Pedro Miguel
Big Brother en la ventana
El viernes pasado el juez Thomas Jackson dio la razón al Departamento de Justicia estadunidense y determinó lo que saben perfectamente decenas de millones de usuarios de computadoras personales en todo el mundo, es decir, que Microsoft tiene el monopolio de los sistemas operativos para tales aparatos. La decisión --un episodio más en un litigio que tendrá muchos otros-- puede tener consecuencias tan ligeras como que se obligue a la empresa, por mandato judicial, a ser menos leonina en sus contratos de uso de Windows, o tan graves como la división obligada de Microsoft en varias compañías que compitan entre sí. La idea del proceso legal es proteger a los consumidores de Estados Unidos --los demás no pintamos para nada en la justicia de ese país-- de una empresa abusiva que vende productos insatisfactorios a precios altísimos aprovechando la ausencia de otros similares y que impide, por supuesto, el surgimiento y desarrollo de competidores.
Pero la disputa entre Bill Gates y el Departamento de Justicia tiene implicaciones que van mucho más allá de las meras consideraciones mercantiles y de las reglas del libre mercado, y que trascienden, con mucho, las fronteras de Estados Unidos.
El hecho que más de 90 por ciento de los operadores informáticos del planeta tengan que lidiar con las fallas de programación de Windows, pero también con la sintaxis, el estilo y los gustos visuales de Microsoft, implica que éste tiene un impacto mundial en lo cultural, en lo ideológico y en lo estético que sobrepasa el ámbito de acción de un simple fabricante de software. El que decenas de millones de esos usuarios se vean obligados, para operar y mantener al día el sistema, a acudir con frecuencia a los sitios de Microsoft en Internet, convierte a la compañía, por sí misma, en uno de los medios de información con mayor poder de penetración; ello, sin contar con sus alianzas estratégicas con medios de mayor tradición, como NBC, o con conglomerados de telecomunicaciones como Telmex. El que el presidente y accionista principal de Microsoft tenga una fortuna personal de rango similar o superior al costo total del Fobaproa --o una tercera parte del presupuesto de defensa de Washington, o la mitad de la deuda externa de México-- los reviste, a él y a su empresa, con un poder político-económico superior al de muchos Estados soberanos: en la economía mundial y en la esfera de las grandes decisiones geopolíticas, Gates y Microsoft importan más que Marruecos o Costa Rica (no puedo evitar el recuerdo de compañías gringas como la United Fruit y la ITT, que ponían y quitaban gobiernos en América Latina), y a las reflexiones del Señor de las Ventanas se les da mucha más cobertura que a las de cualquier Premio Nobel, que a las de un estadista o que a las de un secretario general de la ONU.

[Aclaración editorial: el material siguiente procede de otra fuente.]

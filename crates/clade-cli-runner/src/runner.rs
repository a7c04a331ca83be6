// Copyright (c) 2024-2026 Martin Schröder <info@swedishembedded.com>
//
// SPDX-License-Identifier: MIT
use std::process::Stdio;
use std::time::{Duration, Instant};

use thiserror::Error;
use tokio::io::{AsyncBufReadExt, AsyncReadExt, BufReader};
use tokio::process::{Child, Command};
use tokio::time::sleep;
use tracing::{debug, warn};

use clade_capability::{build_args, probe, CliOptions};

use crate::truncate::head_tail_truncate;

#[derive(Debug, Error)]
pub enum CliError {
    #[error("incompatible external CLI: {0}")]
    Incompatible(#[from] clade_capability::CapabilityError),
    #[error("spawning external CLI failed: {0}")]
    Spawn(String),
    #[error("external CLI exited with code {code}: {stderr}")]
    NonZeroExit { code: i32, stderr: String },
    #[error("external CLI produced a malformed event stream: {0}")]
    Parse(String),
    #[error("external CLI timed out: {0}")]
    Timeout(String),
}

/// Input to one CLI invocation (§4.3).
#[derive(Debug, Clone, Default)]
pub struct CliRunInput {
    pub prompt: String,
    pub resume_session_id: Option<String>,
    pub system_prompt_inline: Option<String>,
    pub system_prompt_file: Option<String>,
    pub tool_manifest_path: Option<String>,
    pub allowed_tools: Vec<String>,
    pub max_turns: Option<u32>,
    pub model: Option<String>,
}

#[derive(Debug, Clone, PartialEq)]
pub struct CliRunOutput {
    pub text: String,
    pub session_id: Option<String>,
    pub duration_ms: u64,
}

#[derive(Debug, Clone)]
pub struct CliRunnerConfig {
    pub cli_path: String,
    /// Maximum gap between successive stdout events before the child is
    /// considered stuck (§4.3, §5).
    pub idle_timeout: Duration,
    /// Hard ceiling on total wall time, independent of activity.
    pub hard_timeout: Duration,
    /// Grace period between SIGTERM and SIGKILL on an error path.
    pub term_grace: Duration,
}

impl Default for CliRunnerConfig {
    fn default() -> Self {
        Self {
            cli_path: "claude".to_string(),
            idle_timeout: Duration::from_secs(120),
            hard_timeout: Duration::from_secs(1800),
            term_grace: Duration::from_secs(5),
        }
    }
}

pub struct CliRunner {
    config: CliRunnerConfig,
}

impl CliRunner {
    pub fn new(config: CliRunnerConfig) -> Self {
        Self { config }
    }

    /// Spawns one invocation, streams its stdout, and returns the final
    /// assistant text plus session id. Never leaks the child: every error
    /// path below SIGTERMs (then, after `term_grace`, SIGKILLs) the child's
    /// whole process group before returning.
    pub async fn run(&self, input: CliRunInput) -> Result<CliRunOutput, CliError> {
        let start = Instant::now();
        let caps = probe(&self.config.cli_path).await?;

        let options = CliOptions {
            prompt: input.prompt,
            resume_session_id: input.resume_session_id,
            system_prompt_inline: input.system_prompt_inline,
            system_prompt_file: input.system_prompt_file,
            tool_manifest_path: input.tool_manifest_path,
            allowed_tools: input.allowed_tools,
            max_turns: input.max_turns,
            model: input.model,
        };
        let args = build_args(&options, &caps);
        debug!(cli = %self.config.cli_path, ?args, "spawning external CLI");

        let mut cmd = Command::new(&self.config.cli_path);
        cmd.args(&args);
        // Never inherited: the external CLI is never expected to read
        // interactively (§4.3).
        cmd.stdin(Stdio::null());
        cmd.stdout(Stdio::piped());
        cmd.stderr(Stdio::piped());
        cmd.kill_on_drop(true);
        #[cfg(unix)]
        {
            use std::os::unix::process::CommandExt;
            unsafe {
                cmd.pre_exec(|| {
                    libc::setsid();
                    Ok(())
                });
            }
        }

        let mut child = cmd
            .spawn()
            .map_err(|e| CliError::Spawn(format!("{}: {e}", self.config.cli_path)))?;

        match self.drive(&mut child, start).await {
            Ok(output) => Ok(output),
            Err(e) => {
                self.kill(&mut child).await;
                Err(e)
            }
        }
    }

    async fn drive(&self, child: &mut Child, start: Instant) -> Result<CliRunOutput, CliError> {
        let stdout = child.stdout.take().expect("stdout piped");
        let mut stderr = child.stderr.take().expect("stderr piped");
        let mut lines = BufReader::new(stdout).lines();

        let stderr_task = tokio::spawn(async move {
            let mut buf = String::new();
            let _ = stderr.read_to_string(&mut buf).await;
            buf
        });

        let mut text: Option<String> = None;
        let mut session_id: Option<String> = None;
        let mut last_activity = Instant::now();

        loop {
            let idle_left = self.config.idle_timeout.saturating_sub(last_activity.elapsed());
            let hard_left = self.config.hard_timeout.saturating_sub(start.elapsed());
            if hard_left.is_zero() {
                return Err(CliError::Timeout(format!(
                    "exceeded hard ceiling of {:?}",
                    self.config.hard_timeout
                )));
            }
            if idle_left.is_zero() {
                return Err(CliError::Timeout(format!(
                    "no output for {:?}",
                    self.config.idle_timeout
                )));
            }
            let wait = idle_left.min(hard_left);

            tokio::select! {
                line = lines.next_line() => {
                    match line.map_err(|e| CliError::Parse(e.to_string()))? {
                        Some(raw) => {
                            last_activity = Instant::now();
                            if raw.trim().is_empty() {
                                continue;
                            }
                            let value: serde_json::Value = serde_json::from_str(&raw)
                                .map_err(|e| CliError::Parse(format!("{e}: {raw}")))?;
                            if value.get("type").and_then(|v| v.as_str()) == Some("result") {
                                text = value
                                    .get("result")
                                    .and_then(|v| v.as_str())
                                    .map(str::to_string);
                                session_id = value
                                    .get("session_id")
                                    .and_then(|v| v.as_str())
                                    .map(str::to_string);
                            }
                        }
                        None => break,
                    }
                }
                _ = sleep(wait) => {
                    continue;
                }
            }
        }

        let status = child.wait().await.map_err(|e| CliError::Spawn(e.to_string()))?;
        let stderr_text = stderr_task.await.unwrap_or_default();

        if !status.success() {
            return Err(CliError::NonZeroExit {
                code: status.code().unwrap_or(-1),
                stderr: head_tail_truncate(&stderr_text),
            });
        }

        let text = text.ok_or_else(|| {
            CliError::Parse("stream ended without a final 'result' event".to_string())
        })?;

        Ok(CliRunOutput {
            text,
            session_id,
            duration_ms: start.elapsed().as_millis() as u64,
        })
    }

    /// SIGTERM the child's process group, wait `term_grace`, then SIGKILL if
    /// it's still alive (§4.3 "must not leak the child").
    async fn kill(&self, child: &mut Child) {
        let Some(pid) = child.id() else { return };
        #[cfg(unix)]
        unsafe {
            libc::kill(-(pid as i32), libc::SIGTERM);
        }
        let deadline = sleep(self.config.term_grace);
        tokio::pin!(deadline);
        tokio::select! {
            _ = child.wait() => {}
            _ = &mut deadline => {
                warn!(pid, "external CLI ignored SIGTERM, sending SIGKILL");
                #[cfg(unix)]
                unsafe {
                    libc::kill(-(pid as i32), libc::SIGKILL);
                }
                let _ = child.wait().await;
            }
        }
    }
}

#[cfg(test)]
mod tests {
    use super::*;

    fn script(body: &str) -> tempfile::NamedTempFile {
        let f = tempfile::NamedTempFile::new().unwrap();
        std::fs::write(f.path(), format!("#!/bin/sh\n{body}\n")).unwrap();
        #[cfg(unix)]
        {
            use std::os::unix::fs::PermissionsExt;
            std::fs::set_permissions(f.path(), std::fs::Permissions::from_mode(0o755)).unwrap();
        }
        f
    }

    fn mock_cli_script() -> tempfile::NamedTempFile {
        script(
            r#"if [ "$1" = "--version" ]; then
  echo "mockcli 1.0.0"
  exit 0
fi
if [ "$1" = "--help" ]; then
  echo "--output-format stream-json --resume --append-system-prompt --allowed-tools --mcp-config --max-turns --model --agents --lazy-tools --plugin-export"
  exit 0
fi
echo '{"type":"system","subtype":"init"}'
echo '{"type":"result","result":"hello from mock","session_id":"sess-123"}'
"#,
        )
    }

    #[tokio::test]
    async fn run_collects_final_result_event() {
        clade_capability::reset_cache_for_tests().await;
        let f = mock_cli_script();
        let runner = CliRunner::new(CliRunnerConfig {
            cli_path: f.path().to_str().unwrap().to_string(),
            idle_timeout: Duration::from_secs(5),
            hard_timeout: Duration::from_secs(5),
            term_grace: Duration::from_millis(200),
        });
        let output = runner
            .run(CliRunInput {
                prompt: "hi".into(),
                ..Default::default()
            })
            .await
            .unwrap();
        assert_eq!(output.text, "hello from mock");
        assert_eq!(output.session_id.as_deref(), Some("sess-123"));
        clade_capability::reset_cache_for_tests().await;
    }

    #[tokio::test]
    async fn run_fails_on_nonzero_exit() {
        clade_capability::reset_cache_for_tests().await;
        let f = script(
            r#"if [ "$1" = "--version" ]; then echo "mockcli 1.0.0"; exit 0; fi
if [ "$1" = "--help" ]; then echo "--output-format stream-json --resume --append-system-prompt"; exit 0; fi
echo "boom" >&2
exit 3
"#,
        );
        let runner = CliRunner::new(CliRunnerConfig {
            cli_path: f.path().to_str().unwrap().to_string(),
            idle_timeout: Duration::from_secs(5),
            hard_timeout: Duration::from_secs(5),
            term_grace: Duration::from_millis(200),
        });
        let err = runner
            .run(CliRunInput {
                prompt: "hi".into(),
                ..Default::default()
            })
            .await
            .unwrap_err();
        assert!(matches!(err, CliError::NonZeroExit { code: 3, .. }));
        clade_capability::reset_cache_for_tests().await;
    }

    #[tokio::test]
    async fn run_fails_when_stream_never_emits_a_result_event() {
        clade_capability::reset_cache_for_tests().await;
        let f = script(
            r#"if [ "$1" = "--version" ]; then echo "mockcli 1.0.0"; exit 0; fi
if [ "$1" = "--help" ]; then echo "--output-format stream-json --resume --append-system-prompt"; exit 0; fi
echo '{"type":"system","subtype":"init"}'
"#,
        );
        let runner = CliRunner::new(CliRunnerConfig {
            cli_path: f.path().to_str().unwrap().to_string(),
            idle_timeout: Duration::from_secs(5),
            hard_timeout: Duration::from_secs(5),
            term_grace: Duration::from_millis(200),
        });
        let err = runner
            .run(CliRunInput {
                prompt: "hi".into(),
                ..Default::default()
            })
            .await
            .unwrap_err();
        assert!(matches!(err, CliError::Parse(_)));
        clade_capability::reset_cache_for_tests().await;
    }

    #[tokio::test]
    async fn run_times_out_on_idle_child() {
        clade_capability::reset_cache_for_tests().await;
        let f = script(
            r#"if [ "$1" = "--version" ]; then echo "mockcli 1.0.0"; exit 0; fi
if [ "$1" = "--help" ]; then echo "--output-format stream-json --resume --append-system-prompt"; exit 0; fi
sleep 5
echo '{"type":"result","result":"too late","session_id":null}'
"#,
        );
        let runner = CliRunner::new(CliRunnerConfig {
            cli_path: f.path().to_str().unwrap().to_string(),
            idle_timeout: Duration::from_millis(200),
            hard_timeout: Duration::from_secs(5),
            term_grace: Duration::from_millis(100),
        });
        let err = runner
            .run(CliRunInput {
                prompt: "hi".into(),
                ..Default::default()
            })
            .await
            .unwrap_err();
        assert!(matches!(err, CliError::Timeout(_)));
        clade_capability::reset_cache_for_tests().await;
    }
}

El emporio de Seattle no es eterno. Se supone que algún día el mercado, por sí mismo, lo conducirá a una caída más o menos estrepitosa, como le ocurrió a IBM hace no mucho. Pero, mientras llega ese momento, la desmesurada concentración de poder --político, económico, mediático, cultural e ideológico, además de informático-- en Microsoft podría tener consecuencias desastrosas para mucha gente. Sería preferible prevenirlo. Por eso el fallo judicial del viernes es un dato tranquilizador: los logotipos de Windows y de Internet Explorer son ya demasiado omnímodos y poderosos, y las ventanas empiezan a parecerse a los ojos del Gran Hermano.